Records contained in a dataset
use std::env;
use std::fs;
use std::path::{Path, PathBuf};
use std::time::Duration;

use serde::{Deserialize, Serialize};
use thiserror::Error;

pub const DEFAULT_API_URL: &str = "http://127.0.0.1:8000/api/";
pub const API_URL_ENV: &str = "QDESK_API_URL";
pub const API_TOKEN_ENV: &str = "QDESK_API_TOKEN";
const CONFIG_DIR_ENV: &str = "QDESK_CONFIG_DIR";

#[derive(Debug, Clone, Serialize, Deserialize, PartialEq, Eq)]
pub struct Settings {
    #[serde(default = "default_api_url")]
    pub api_url: String,
    #[serde(default)]
    pub request_timeout_secs: Option<u64>,
    #[serde(default)]
    pub auto_explain: bool,
    #[serde(default = "default_true")]
    pub role_guard: bool,
    #[serde(default)]
    pub performance_log_path: Option<PathBuf>,
    #[serde(default)]
    pub keyring_service: Option<String>,
}

impl Default for Settings {
    fn default() -> Self {
        Self {
            api_url: default_api_url(),
            request_timeout_secs: None,
            auto_explain: false,
            role_guard: true,
            performance_log_path: None,
            keyring_service: None,
        }
    }
}

fn default_api_url() -> String {
    DEFAULT_API_URL.to_string()
}

fn default_true() -> bool {
    true
}

impl Settings {
    #[must_use]
    pub fn request_timeout(&self) -> Option<Duration> {
        self.request_timeout_secs
            .filter(|secs| *secs > 0)
            .map(Duration::from_secs)
    }

    /// Applies `QDESK_API_URL` on top of whatever the file said.
    #[must_use]
    pub fn with_env_overrides(mut self) -> Self {
        if let Some(api_url) = env::var(API_URL_ENV)
            .ok()
            .filter(|value| !value.trim().is_empty())
        {
            self.api_url = api_url.trim().to_string();
        }
        self
    }

    pub fn performance_log_path(&self) -> Result<PathBuf, SettingsError> {
        match &self.performance_log_path {
            Some(path) => Ok(path.clone()),
            None => Ok(default_config_dir()?.join("performance.json")),
        }
    }
}

#[derive(Debug, Error)]
pub enum SettingsError {
    #[error("config directory is unavailable for this platform")]
    ConfigDirUnavailable,
    #[error("failed to read settings file at {path}: {source}")]
    Read {
        path: PathBuf,
        #[source]
        source: std::io::Error,
    },
    #[error("failed to parse settings file at {path}: {source}")]
    Parse {
        path: PathBuf,
        #[source]
        source: toml::de::Error,
    },
}

#[derive(Debug, Clone)]
pub struct SettingsFile {
    path: PathBuf,
    settings: Settings,
}

impl SettingsFile {
    pub fn load_default() -> Result<Self, SettingsError> {
        Self::load_from_path(default_config_dir()?.join("settings.toml"))
    }

    pub fn load_from_path(path: impl Into<PathBuf>) -> Result<Self, SettingsError> {
        let path = path.into();
        if !path.exists() {
            return Ok(Self {
                path,
                settings: Settings::default(),
            });
        }

        let raw = fs::read_to_string(&path).map_err(|source| SettingsError::Read {
            path: path.clone(),
            source,
        })?;

        if raw.trim().is_empty() {
            return Ok(Self {
                path,
                settings: Settings::default(),
            });
        }

        let settings = toml::from_str(&raw).map_err(|source| SettingsError::Parse {
            path: path.clone(),
            source,
        })?;

        Ok(Self { path, settings })
    }

    #[must_use]
    pub fn path(&self) -> &Path {
        &self.path
    }

    #[must_use]
    pub fn settings(&self) -> &Settings {
        &self.settings
    }

    #[must_use]
    pub fn into_settings(self) -> Settings {
        self.settings
    }
}

pub fn default_config_dir() -> Result<PathBuf, SettingsError> {
    if let Some(custom) = env::var_os(CONFIG_DIR_ENV) {
        return Ok(PathBuf::from(custom));
    }

    let base_dir = if cfg!(target_os = "windows") {
        env::var_os("APPDATA")
            .map(PathBuf::from)
            .ok_or(SettingsError::ConfigDirUnavailable)?
    } else if let Some(xdg_config_home) = env::var_os("XDG_CONFIG_HOME") {
        PathBuf::from(xdg_config_home)
    } else {
        let home = env::var_os("HOME").ok_or(SettingsError::ConfigDirUnavailable)?;
        PathBuf::from(home).join(".config")
    };

    Ok(base_dir.join("qdesk"))
}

EXERCISE AIM »
Nothing but the lines from the one that contains "else if let" through the last line of the entries should appear in your reply, each repeated exactly.

EXERCISE SOLUTION »
    } else if let Some(xdg_config_home) = env::var_os("XDG_CONFIG_HOME") {
        PathBuf::from(xdg_config_home)
    } else {
        let home = env::var_os("HOME").ok_or(SettingsError::ConfigDirUnavailable)?;
        PathBuf::from(home).join(".config")
    };

    Ok(base_dir.join("qdesk"))
}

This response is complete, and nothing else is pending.